The secondary transmission pattern of COVID-19 based on contact tracing in Rwanda.

INTRODUCTION: COVID-19 has shown an exceptionally high spread rate across and within countries worldwide. Understanding the dynamics of such an infectious disease transmission is critical for devising strategies to control its spread. In particular, Rwanda was one of the African countries that started COVID-19 preparedness early in January 2020, and a total lockdown was imposed when the country had only 18 COVID-19 confirmed cases known. Using intensive contact tracing, several infections were identified, with the majority of them being returning travellers and their close contacts. We used the contact tracing data in Rwanda for understanding the geographic patterns of COVID-19 to inform targeted interventions.
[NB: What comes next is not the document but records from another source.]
//! AddSong component — modal form over the song list.
//!
//! The component owns the [`AddSongForm`] model and one text field per input.
//! Field edits are mirrored into the model as they happen; the model decides
//! whether a submit may start.

use std::path::PathBuf;

use ratatui::crossterm::event::{KeyCode, KeyEvent, KeyEventKind, KeyModifiers};
use ratatui::{
    layout::{Constraint, Direction, Layout, Rect},
    style::Style,
    text::{Line, Span},
    widgets::{Clear, Paragraph},
    Frame,
};
use tracing::debug;

use crate::{
    action::Action,
    app_state::AppState,
    component::Component,
    theme::{C_MUTED, C_PENDING, C_SECONDARY},
    upload::{has_audio_extension, read_tags, AddSongForm, UploadOutcome, AUDIO_EXTENSIONS},
    widgets::{pane_chrome::pane_chrome, text_field::TextField, toast::Severity},
};

#[derive(Debug, Clone, Copy, PartialEq, Eq)]
enum Field {
    Title,
    Owner,
    Description,
    File,
}

const FIELDS: [Field; 4] = [Field::Title, Field::Owner, Field::Description, Field::File];

pub struct AddSongPanel {
    pub open: bool,
    form: AddSongForm,
    title: TextField,
    owner: TextField,
    description: TextField,
    file: TextField,
    focus: usize,
}

impl AddSongPanel {
    pub fn new() -> Self {
        Self {
            open: false,
            form: AddSongForm::new(),
            title: TextField::new("title", "song title"),
            owner: TextField::new("owner", "artist or uploader"),
            description: TextField::new("description", "optional"),
            file: TextField::new("file", format!("path to .{}", AUDIO_EXTENSIONS.join(" / ."))),
            focus: 0,
        }
    }

    #[cfg(test)]
    pub fn phase(&self) -> crate::upload::FormPhase {
        self.form.phase()
    }

    /// Show an empty form.
    pub fn open(&mut self) {
        self.reset();
        self.open = true;
    }

    fn reset(&mut self) {
        self.form = AddSongForm::new();
        self.title.clear();
        self.owner.clear();
        self.description.clear();
        self.file.clear();
        self.focus = 0;
    }

    /// Close unless an upload is in flight. Returns whether it closed.
    pub fn close(&mut self) -> bool {
        if self.form.is_submitting() {
            return false;
        }
        self.open = false;
        self.reset();
        true
    }

    /// Close even mid-upload (sign-out). The outcome, if any, is dropped.
    pub fn discard(&mut self) {
        self.open = false;
        self.reset();
    }

    /// A created song closes the form; a failure returns to editing.
    pub fn on_outcome(&mut self, outcome: &UploadOutcome) {
        match outcome {
            UploadOutcome::Created(_) => {
                self.form = AddSongForm::new();
                self.close();
            }
            UploadOutcome::Failed(_) => self.form.submit_failed(),
        }
    }

    fn field(&self) -> Field {
        FIELDS[self.focus % FIELDS.len()]
    }

    fn field_mut(&mut self, field: Field) -> &mut TextField {
        match field {
            Field::Title => &mut self.title,
            Field::Owner => &mut self.owner,
            Field::Description => &mut self.description,
            Field::File => &mut self.file,
        }
    }

    fn sync_model(&mut self, field: Field) {
        match field {
            Field::Title => self.form.set_title(self.title.text()),
            Field::Owner => self.form.set_owner(self.owner.text()),
            Field::Description => self.form.set_description(self.description.text()),
            Field::File => {
                let path = self.file.text().trim();
                let path = (!path.is_empty()).then(|| PathBuf::from(expand_home(path)));
                self.form.set_file(path);
            }
        }
    }

    /// Fill still-empty title/owner from the chosen file's tags.
    fn prefill_from_tags(&mut self) {
        let Some(path) = self.form.file().map(|p| p.to_path_buf()) else {
            return;
        };
        if !path.is_file() {
            return;
        }
        let Some((title, artist)) = read_tags(&path) else {
            return;
        };
        debug!("add-song: tags from {}: {:?} / {:?}", path.display(), title, artist);
        if let Some(title) = title.filter(|_| self.title.is_empty()) {
            self.title.set_value(&title);
            self.sync_model(Field::Title);
        }
        if let Some(artist) = artist.filter(|_| self.owner.is_empty()) {
            self.owner.set_value(&artist);
            self.sync_model(Field::Owner);
        }
    }

    fn move_focus(&mut self, forward: bool) {
        if self.field() == Field::File {
            self.prefill_from_tags();
        }
        self.focus = if forward {
            (self.focus + 1) % FIELDS.len()
        } else {
            (self.focus + FIELDS.len() - 1) % FIELDS.len()
        };
    }

    fn submit(&mut self) -> Vec<Action> {
        if let Some(path) = self.form.file() {
            if !has_audio_extension(path) {
                return vec![Action::Notify(
                    Severity::Warning,
                    format!("{} does not look like audio", path.display()),
                )];
            }
        }
        match self.form.begin_submit() {
            Ok(request) => vec![Action::SubmitUpload(request)],
            Err(e) => vec![Action::Notify(Severity::Warning, e.to_string())],
        }
    }
}

impl Default for AddSongPanel {
    fn default() -> Self {
        Self::new()
    }
}

/// `~/x` → `<home>/x`.
fn expand_home(path: &str) -> String {
    match (path.strip_prefix("~/"), dirs::home_dir()) {
        (Some(rest), Some(home)) => home.join(rest).to_string_lossy().into_owned(),
        _ => path.to_string(),
    }
}

impl Component for AddSongPanel {
    fn handle_key(&mut self, key: KeyEvent, _state: &AppState) -> Vec<Action> {
        if key.kind == KeyEventKind::Release {
            return vec![];
        }
        if self.form.is_submitting() {
            // Everything waits for the outcome
            return vec![];
        }
        match key.code {
            KeyCode::Esc => return vec![Action::CloseAddSong],
            KeyCode::Tab | KeyCode::Down => self.move_focus(true),
            KeyCode::BackTab | KeyCode::Up => self.move_focus(false),
            KeyCode::Char('s') if key.modifiers.contains(KeyModifiers::CONTROL) => {
                self.prefill_from_tags();
                return self.submit();
            }
            KeyCode::Enter => {
                if self.field() == Field::File {
                    self.prefill_from_tags();
                    return self.submit();
                }
                self.move_focus(true);
            }
            _ => {
                let field = self.field();
                if self.field_mut(field).handle_key(key) {
                    self.sync_model(field);
                }
            }
        }
        vec![]
    }

    fn draw(&mut self, frame: &mut Frame, area: Rect, focused: bool, _state: &AppState) {
        let width = area.width.saturating_sub(4).min(72);
        let height = 10u16.min(area.height);
        let popup = Rect {
            x: area.x + (area.width.saturating_sub(width)) / 2,
            y: area.y + (area.height.saturating_sub(height)) / 2,
            width,
            height,
        };
        frame.render_widget(Clear, popup);
        let block = pane_chrome("add song", None, focused, None);
        let inner = block.inner(popup);
        frame.render_widget(block, popup);

        let rows = Layout::default()
            .direction(Direction::Vertical)
            .constraints([
                Constraint::Length(1),
                Constraint::Length(1),
                Constraint::Length(1),
                Constraint::Length(1),
                Constraint::Length(1),
                Constraint::Min(0),
                Constraint::Length(1),
            ])
            .split(inner);

        let submitting = self.form.is_submitting();
        let current = self.field();
        self.title.draw(frame, rows[0], !submitting && current == Field::Title);
        self.owner.draw(frame, rows[1], !submitting && current == Field::Owner);
        self.description
            .draw(frame, rows[2], !submitting && current == Field::Description);
        self.file.draw(frame, rows[3], !submitting && current == Field::File);

        let footer = if submitting {
            Span::styled(" uploading…", Style::default().fg(C_PENDING))
        } else {
            Span::styled(" Enter on file or ^s to upload, Esc to cancel", Style::default().fg(C_MUTED))
        };
        frame.render_widget(Paragraph::new(Line::from(footer)), rows[6]);

        if let Some(path) = self.form.file() {
            if !path.is_file() {
                frame.render_widget(
                    Paragraph::new(Span::styled(
                        " file not found",
                        Style::default().fg(C_SECONDARY),
                    )),
                    rows[4],
                );
            }
        }
    }
}

#[cfg(test)]
mod tests {
    use super::*;
    use crate::upload::FormPhase;

    fn press(panel: &mut AddSongPanel, code: KeyCode) -> Vec<Action> {
        panel.handle_key(KeyEvent::new(code, KeyModifiers::NONE), &AppState::new())
    }

    fn type_str(panel: &mut AddSongPanel, s: &str) {
        for c in s.chars() {
            press(panel, KeyCode::Char(c));
        }
    }

    #[test]
    fn typing_moves_form_to_editing() {
        let mut panel = AddSongPanel::new();
        panel.open();
        assert_eq!(panel.phase(), FormPhase::Idle);
        type_str(&mut panel, "Song");
        assert_eq!(panel.phase(), FormPhase::Editing);
        assert_eq!(panel.form.draft().title, "Song");
    }

    #[test]
    fn submit_without_file_stays_editing() {
        let mut panel = AddSongPanel::new();
        panel.open();
        type_str(&mut panel, "Song");
        let actions = panel.handle_key(
            KeyEvent::new(KeyCode::Char('s'), KeyModifiers::CONTROL),
            &AppState::new(),
        );
        assert!(matches!(actions.as_slice(), [Action::Notify(Severity::Warning, _)]));
        assert_eq!(panel.phase(), FormPhase::Editing);
    }

    #[test]
    fn full_form_submits_once() {
        let mut panel = AddSongPanel::new();
        panel.open();
        type_str(&mut panel, "T");
        press(&mut panel, KeyCode::Tab);
        type_str(&mut panel, "O");
        press(&mut panel, KeyCode::Tab);
        type_str(&mut panel, "D");
        press(&mut panel, KeyCode::Tab);
        type_str(&mut panel, "/tmp/none.mp3");

        let actions = press(&mut panel, KeyCode::Enter);
        let request = match actions.as_slice() {
            [Action::SubmitUpload(r)] => r.clone(),
            other => panic!("unexpected actions: {other:?}"),
        };
        assert_eq!(request.draft.title, "T");
        assert_eq!(request.draft.owner, "O");
        assert_eq!(request.draft.description, "D");
        assert_eq!(panel.phase(), FormPhase::Submitting);

        // Second submit and Esc are both swallowed while uploading
        assert!(press(&mut panel, KeyCode::Enter).is_empty());
        assert!(press(&mut panel, KeyCode::Esc).is_empty());
        assert!(!panel.close());
    }

    #[test]
    fn outcome_drives_phase() {
        let mut panel = AddSongPanel::new();
        panel.open();
        press(&mut panel, KeyCode::BackTab);
        type_str(&mut panel, "a.mp3");
        press(&mut panel, KeyCode::Enter);
        assert_eq!(panel.phase(), FormPhase::Submitting);

        panel.on_outcome(&UploadOutcome::Failed("nope".into()));
        assert_eq!(panel.phase(), FormPhase::Editing);
        assert!(panel.open);

        press(&mut panel, KeyCode::Enter);
        let song = songshare_proto::Song::from(songshare_proto::SongInput::new_upload(
            "id".into(),
            panel.form.draft(),
            "k.mp3".into(),
        ));
        panel.on_outcome(&UploadOutcome::Created(song));
        assert!(!panel.open);
        assert_eq!(panel.phase(), FormPhase::Idle);
    }

    #[test]
    fn non_audio_file_is_refused() {
        let mut panel = AddSongPanel::new();
        panel.open();
        press(&mut panel, KeyCode::BackTab);
        type_str(&mut panel, "notes.txt");
        let actions = press(&mut panel, KeyCode::Enter);
        assert!(matches!(actions.as_slice(), [Action::Notify(Severity::Warning, _)]));
        assert_eq!(panel.phase(), FormPhase::Editing);
    }
}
METHODS: We estimated the attack rates and identified risk factors associated to COVID-19 spread. We used Bayesian disease mapping models to assess the spatial pattern of COVID-19 and to identify areas characterised by unusually high or low relative risk. In addition, we used multiple variable conditional logistic regression to assess the impact of the risk factors. RESULTS: The results showed that COVID-19 cases in Rwanda are localised mainly in the central regions and in the southwest of Rwanda and that some clusters occurred in the northeast of Rwanda. Relationship to the index case, being male and coworkers are the important risk factors for COVID-19 transmission in Rwanda. CONCLUSION: The analysis of contact tracing data using spatial modelling allowed us to identify high-risk areas at subnational level in Rwanda. Estimating risk factors for infection with SARS-CoV-2 is vital in identifying the clusters in low spread of SARS-CoV-2 subnational level. It is imperative to understand the interactions between the index case and contacts to identify superspreaders, risk factors and high-risk places. The findings recommend that self-isolation at home in Rwanda should be reviewed to limit secondary cases from the same households and spatiotemporal analysis should be introduced in routine monitoring of COVID-19 in Rwanda for policy making decision on real time.